::: Input for this task :::

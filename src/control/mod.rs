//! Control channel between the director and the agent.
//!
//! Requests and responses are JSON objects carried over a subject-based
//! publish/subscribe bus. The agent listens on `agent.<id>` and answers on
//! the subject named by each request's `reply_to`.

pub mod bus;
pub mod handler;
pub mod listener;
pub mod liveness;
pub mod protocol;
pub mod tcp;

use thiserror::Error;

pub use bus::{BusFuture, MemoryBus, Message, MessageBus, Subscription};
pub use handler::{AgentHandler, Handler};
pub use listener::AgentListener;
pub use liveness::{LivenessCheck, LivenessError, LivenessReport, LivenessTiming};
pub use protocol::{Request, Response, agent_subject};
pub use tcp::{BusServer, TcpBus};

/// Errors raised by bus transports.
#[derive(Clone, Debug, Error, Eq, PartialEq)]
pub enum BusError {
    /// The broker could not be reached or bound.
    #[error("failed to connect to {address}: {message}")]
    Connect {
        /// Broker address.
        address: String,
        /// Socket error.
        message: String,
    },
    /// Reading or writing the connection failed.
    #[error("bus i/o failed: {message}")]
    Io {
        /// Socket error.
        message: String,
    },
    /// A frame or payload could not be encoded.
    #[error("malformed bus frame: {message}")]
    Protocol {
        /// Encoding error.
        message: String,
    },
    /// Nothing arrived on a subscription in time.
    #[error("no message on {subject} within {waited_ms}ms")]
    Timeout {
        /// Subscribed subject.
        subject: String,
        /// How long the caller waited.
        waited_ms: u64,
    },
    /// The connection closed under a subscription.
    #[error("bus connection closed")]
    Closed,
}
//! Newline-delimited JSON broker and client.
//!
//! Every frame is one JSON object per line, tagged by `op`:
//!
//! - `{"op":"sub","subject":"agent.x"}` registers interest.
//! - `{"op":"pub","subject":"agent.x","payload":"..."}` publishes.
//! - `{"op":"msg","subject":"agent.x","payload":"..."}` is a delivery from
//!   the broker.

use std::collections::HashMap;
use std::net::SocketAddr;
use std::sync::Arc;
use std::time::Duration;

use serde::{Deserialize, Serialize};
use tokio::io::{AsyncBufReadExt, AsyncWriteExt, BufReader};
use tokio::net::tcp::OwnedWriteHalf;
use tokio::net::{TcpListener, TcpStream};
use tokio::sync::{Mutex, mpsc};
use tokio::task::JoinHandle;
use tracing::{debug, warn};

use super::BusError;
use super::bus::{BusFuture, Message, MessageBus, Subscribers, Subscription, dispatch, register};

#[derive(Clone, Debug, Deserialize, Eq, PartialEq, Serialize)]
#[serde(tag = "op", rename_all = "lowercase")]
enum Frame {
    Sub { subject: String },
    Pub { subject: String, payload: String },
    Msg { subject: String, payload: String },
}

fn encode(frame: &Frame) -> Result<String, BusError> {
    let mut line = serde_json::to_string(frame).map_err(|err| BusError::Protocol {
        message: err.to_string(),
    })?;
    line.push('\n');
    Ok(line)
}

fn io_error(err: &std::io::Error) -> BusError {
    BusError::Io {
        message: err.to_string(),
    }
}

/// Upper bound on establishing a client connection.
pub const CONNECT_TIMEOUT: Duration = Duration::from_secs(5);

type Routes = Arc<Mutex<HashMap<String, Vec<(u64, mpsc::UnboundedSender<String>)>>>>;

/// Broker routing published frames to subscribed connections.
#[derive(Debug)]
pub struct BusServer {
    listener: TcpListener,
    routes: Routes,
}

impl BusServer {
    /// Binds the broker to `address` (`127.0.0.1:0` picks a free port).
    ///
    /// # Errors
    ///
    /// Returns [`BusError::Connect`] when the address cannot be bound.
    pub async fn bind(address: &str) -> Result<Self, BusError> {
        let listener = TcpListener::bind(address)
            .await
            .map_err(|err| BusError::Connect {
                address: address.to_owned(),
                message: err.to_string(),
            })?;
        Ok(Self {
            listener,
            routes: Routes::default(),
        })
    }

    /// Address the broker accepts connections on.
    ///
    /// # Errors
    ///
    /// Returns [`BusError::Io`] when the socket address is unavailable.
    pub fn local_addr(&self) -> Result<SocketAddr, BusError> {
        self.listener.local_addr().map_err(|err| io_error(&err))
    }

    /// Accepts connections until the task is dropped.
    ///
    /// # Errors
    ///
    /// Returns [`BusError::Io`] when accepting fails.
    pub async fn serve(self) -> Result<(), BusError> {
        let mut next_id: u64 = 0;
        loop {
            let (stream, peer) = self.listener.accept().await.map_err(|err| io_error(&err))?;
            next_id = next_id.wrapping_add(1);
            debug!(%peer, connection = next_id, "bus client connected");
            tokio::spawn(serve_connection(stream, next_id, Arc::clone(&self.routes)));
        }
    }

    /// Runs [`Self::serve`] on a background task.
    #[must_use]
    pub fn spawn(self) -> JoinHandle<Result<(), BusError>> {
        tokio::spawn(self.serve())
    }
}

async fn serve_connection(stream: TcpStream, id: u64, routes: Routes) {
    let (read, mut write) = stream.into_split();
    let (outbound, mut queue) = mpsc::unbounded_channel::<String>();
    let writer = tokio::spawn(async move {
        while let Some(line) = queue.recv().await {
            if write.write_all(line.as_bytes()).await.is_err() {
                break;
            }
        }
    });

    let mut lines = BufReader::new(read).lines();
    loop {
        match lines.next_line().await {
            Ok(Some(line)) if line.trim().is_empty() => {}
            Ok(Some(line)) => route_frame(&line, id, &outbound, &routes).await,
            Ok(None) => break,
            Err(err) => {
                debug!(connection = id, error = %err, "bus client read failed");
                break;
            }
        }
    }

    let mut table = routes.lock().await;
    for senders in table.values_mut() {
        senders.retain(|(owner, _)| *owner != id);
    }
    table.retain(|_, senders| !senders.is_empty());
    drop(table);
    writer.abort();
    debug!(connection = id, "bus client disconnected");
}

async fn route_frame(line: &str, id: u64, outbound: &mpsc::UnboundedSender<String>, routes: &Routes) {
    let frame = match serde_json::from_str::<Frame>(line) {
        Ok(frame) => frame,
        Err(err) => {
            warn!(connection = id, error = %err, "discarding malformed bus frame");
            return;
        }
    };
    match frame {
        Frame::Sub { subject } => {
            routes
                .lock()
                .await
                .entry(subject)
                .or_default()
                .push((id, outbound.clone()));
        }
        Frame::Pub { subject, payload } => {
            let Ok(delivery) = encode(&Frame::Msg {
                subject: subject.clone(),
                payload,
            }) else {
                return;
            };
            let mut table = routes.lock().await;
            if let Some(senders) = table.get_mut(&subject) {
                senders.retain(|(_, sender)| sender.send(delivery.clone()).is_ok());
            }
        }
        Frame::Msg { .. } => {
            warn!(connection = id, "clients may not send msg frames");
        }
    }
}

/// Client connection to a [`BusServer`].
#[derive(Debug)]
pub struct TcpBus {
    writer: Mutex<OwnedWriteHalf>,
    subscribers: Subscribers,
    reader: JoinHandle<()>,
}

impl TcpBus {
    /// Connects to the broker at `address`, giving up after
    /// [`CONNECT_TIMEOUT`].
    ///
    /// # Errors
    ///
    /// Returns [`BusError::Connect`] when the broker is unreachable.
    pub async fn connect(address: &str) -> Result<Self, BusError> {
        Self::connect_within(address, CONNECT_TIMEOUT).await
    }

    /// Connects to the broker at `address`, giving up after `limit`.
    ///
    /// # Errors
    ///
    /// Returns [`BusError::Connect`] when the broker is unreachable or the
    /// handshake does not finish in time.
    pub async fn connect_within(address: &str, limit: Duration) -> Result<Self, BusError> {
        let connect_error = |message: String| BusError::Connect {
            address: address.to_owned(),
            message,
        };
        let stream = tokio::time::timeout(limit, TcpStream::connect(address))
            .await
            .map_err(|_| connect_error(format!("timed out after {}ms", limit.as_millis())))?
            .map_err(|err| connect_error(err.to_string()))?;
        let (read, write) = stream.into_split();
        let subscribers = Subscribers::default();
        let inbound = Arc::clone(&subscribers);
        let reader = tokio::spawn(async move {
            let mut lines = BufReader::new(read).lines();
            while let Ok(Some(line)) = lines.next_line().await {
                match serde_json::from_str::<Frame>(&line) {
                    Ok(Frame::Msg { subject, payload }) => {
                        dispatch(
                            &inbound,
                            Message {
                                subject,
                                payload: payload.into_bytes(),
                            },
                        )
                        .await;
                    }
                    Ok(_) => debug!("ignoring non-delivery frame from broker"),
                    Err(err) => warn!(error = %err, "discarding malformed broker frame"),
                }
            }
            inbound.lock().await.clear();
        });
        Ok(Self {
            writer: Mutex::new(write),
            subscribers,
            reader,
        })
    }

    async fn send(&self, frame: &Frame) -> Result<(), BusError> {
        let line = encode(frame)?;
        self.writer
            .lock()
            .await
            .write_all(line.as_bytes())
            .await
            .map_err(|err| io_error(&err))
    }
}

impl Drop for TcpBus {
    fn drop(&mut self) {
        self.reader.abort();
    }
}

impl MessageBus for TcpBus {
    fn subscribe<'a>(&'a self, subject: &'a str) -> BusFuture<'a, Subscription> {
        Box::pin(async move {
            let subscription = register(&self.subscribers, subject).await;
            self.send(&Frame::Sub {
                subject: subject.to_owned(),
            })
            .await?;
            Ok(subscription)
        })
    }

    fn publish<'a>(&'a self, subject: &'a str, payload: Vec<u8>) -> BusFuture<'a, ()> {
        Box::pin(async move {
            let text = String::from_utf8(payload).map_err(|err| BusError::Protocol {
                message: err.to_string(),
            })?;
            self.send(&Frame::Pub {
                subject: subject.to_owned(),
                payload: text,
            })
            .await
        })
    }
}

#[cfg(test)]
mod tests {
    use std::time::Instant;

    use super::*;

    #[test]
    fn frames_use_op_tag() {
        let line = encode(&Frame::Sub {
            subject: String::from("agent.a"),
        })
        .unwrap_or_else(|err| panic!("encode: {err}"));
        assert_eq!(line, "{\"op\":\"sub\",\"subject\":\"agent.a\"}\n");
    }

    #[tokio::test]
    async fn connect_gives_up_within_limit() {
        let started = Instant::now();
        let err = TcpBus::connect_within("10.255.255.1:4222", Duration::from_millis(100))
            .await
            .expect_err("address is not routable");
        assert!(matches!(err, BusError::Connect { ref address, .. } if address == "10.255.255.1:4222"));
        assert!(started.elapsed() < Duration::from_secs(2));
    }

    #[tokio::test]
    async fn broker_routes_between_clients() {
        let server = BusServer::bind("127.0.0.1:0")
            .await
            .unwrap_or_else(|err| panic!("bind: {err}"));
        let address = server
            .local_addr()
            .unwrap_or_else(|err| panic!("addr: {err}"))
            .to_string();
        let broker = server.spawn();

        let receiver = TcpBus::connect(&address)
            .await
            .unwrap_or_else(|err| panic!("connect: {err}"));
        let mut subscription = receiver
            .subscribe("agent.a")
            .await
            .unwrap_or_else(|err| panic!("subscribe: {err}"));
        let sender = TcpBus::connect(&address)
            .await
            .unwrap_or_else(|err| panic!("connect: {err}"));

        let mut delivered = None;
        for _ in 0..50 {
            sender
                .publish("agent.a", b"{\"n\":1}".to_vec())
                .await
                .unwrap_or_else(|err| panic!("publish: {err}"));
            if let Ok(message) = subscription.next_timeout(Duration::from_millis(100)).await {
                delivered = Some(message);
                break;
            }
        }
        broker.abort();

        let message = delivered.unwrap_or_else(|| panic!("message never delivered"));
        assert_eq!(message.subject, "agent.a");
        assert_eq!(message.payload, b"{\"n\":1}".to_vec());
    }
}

:::

Extract each line from the listing that holds the word "Deserialize".

▶ **Answer to this task**:
use serde::{Deserialize, Serialize};
#[derive(Clone, Debug, Deserialize, Eq, PartialEq, Serialize)]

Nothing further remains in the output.